St Lawrence's Church at Stratford-sub-Castle is a 13th-century Grade I listed Church of England parish church, to the north of Salisbury, Wiltshire, England. It stands close to the abandoned settlement of Old Sarum and the River Avon, and is about 2 mi north of Salisbury Cathedral.

== Construction and architecture==
The church stands at the north end of Stratford-sub-Castle village, but was formerly surrounded by a medieval settlement.

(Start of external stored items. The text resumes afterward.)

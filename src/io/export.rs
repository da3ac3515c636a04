//! CSV export for region outlooks.

use std::fs::File;
use std::io::{self, Write};
use std::path::Path;

use crate::report::RegionOutlook;

/// Columns preceding the per-year price columns.
const LEADING_COLUMNS: &[&str] = &[
    "region",
    "total_capacity_mw",
    "annual_generation_mwh",
    "consumption_mwh",
    "surplus_mwh",
    "self_sufficiency_pct",
    "renewable_pct",
    "current_price_cents",
];

/// Columns following the per-year price columns.
const TRAILING_COLUMNS: &[&str] = &["recommendations", "demand_mw"];

/// Header row for a report forecasting `years`.
pub fn header(years: &[i32]) -> Vec<String> {
    LEADING_COLUMNS
        .iter()
        .map(|c| (*c).to_string())
        .chain(years.iter().map(|y| format!("price_{y}")))
        .chain(TRAILING_COLUMNS.iter().map(|c| (*c).to_string()))
        .collect()
}

/// Exports outlooks to a CSV file at the given path.
///
/// # Arguments
///
/// * `outlooks` - One outlook per region, written in order
/// * `years` - Forecast years, one price column each
/// * `path` - Output file path
///
/// # Errors
///
/// Returns an `io::Error` if file creation or writing fails.
pub fn export_csv(outlooks: &[RegionOutlook], years: &[i32], path: &Path) -> io::Result<()> {
    let file = File::create(path)?;
    write_csv(outlooks, years, io::BufWriter::new(file))
}

/// Writes outlooks as CSV to any writer.
///
/// Undefined self-sufficiency, years missing from an outlook's forecast and
/// absent demand estimates are written as empty cells.
///
/// # Errors
///
/// Returns an `io::Error` if writing fails.
pub fn write_csv(outlooks: &[RegionOutlook], years: &[i32], writer: impl Write) -> io::Result<()> {
    let mut wtr = csv::WriterBuilder::new().from_writer(writer);
    wtr.write_record(header(years))?;

    for o in outlooks {
        let b = &o.balance;
        let mut row = vec![
            o.region.clone(),
            format!("{:.1}", b.total_capacity_mw),
            format!("{:.1}", b.annual_generation_mwh),
            format!("{:.1}", b.consumption_mwh),
            format!("{:.1}", b.surplus_mwh),
            b.self_sufficiency_pct
                .map(|p| format!("{p:.4}"))
                .unwrap_or_default(),
            format!("{:.4}", o.renewable_pct),
            format!("{:.4}", o.price.current_price_cents_per_kwh),
        ];
        row.extend(years.iter().map(|&y| {
            o.price
                .for_year(y)
                .map(|p| format!("{p:.4}"))
                .unwrap_or_default()
        }));
        row.push(o.recommendations.len().to_string());
        row.push(
            o.demand
                .map(|d| format!("{:.4}", d.predicted))
                .unwrap_or_default(),
        );
        wtr.write_record(&row)?;
    }

    wtr.flush()?;
    Ok(())
}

A chapel at Stratford is first mentioned in 1228, dependent on St Martin's church. The presence of an earlier building is known from evidence of walls and floors of a 12th or 13th-century building, found in 2008 in the churchyard. The present church has an early 13th-century chancel, indicated by the chancel arch and a blocked lancet window in the north wall. There was a consecration in 1326, for reasons that are unclear.

The west tower was erected in the 13th or 14th century and rebuilt in 1711 by Thomas Pitt, a wealthy merchant who had bought Old Sarum manor. The nave was built in the 15th century. Alterations and repairs in the next two centuries and around 1711 included renewal of windows; the wagon roof, with carved bosses, is from the 16th century. The building is in flint and stone, in places chequered, and may incorporate masonry from Old Sarum Cathedral: two pieces of stone have lozenge decoration in Norman style. The church was designated as Grade I listed in 1972.

== Interior ==
The Purbeck marble font is probably from the late 12th century, but may have been brought from elsewhere. The bowl was originally square but the corners were removed to make it octagonal, thus there are four faces with carving and four that are plain. The shaft and base are modern.

The interior is called "attractive" by Julian Orbach in his update of Nikolaus Pevsner's Buildings of England volume. The wagon roofs of the nave and chancel are from the later 16th century, and have carved wooden heads at the bosses and various busts at the corbels. The pulpit with tester is from the early 17th century.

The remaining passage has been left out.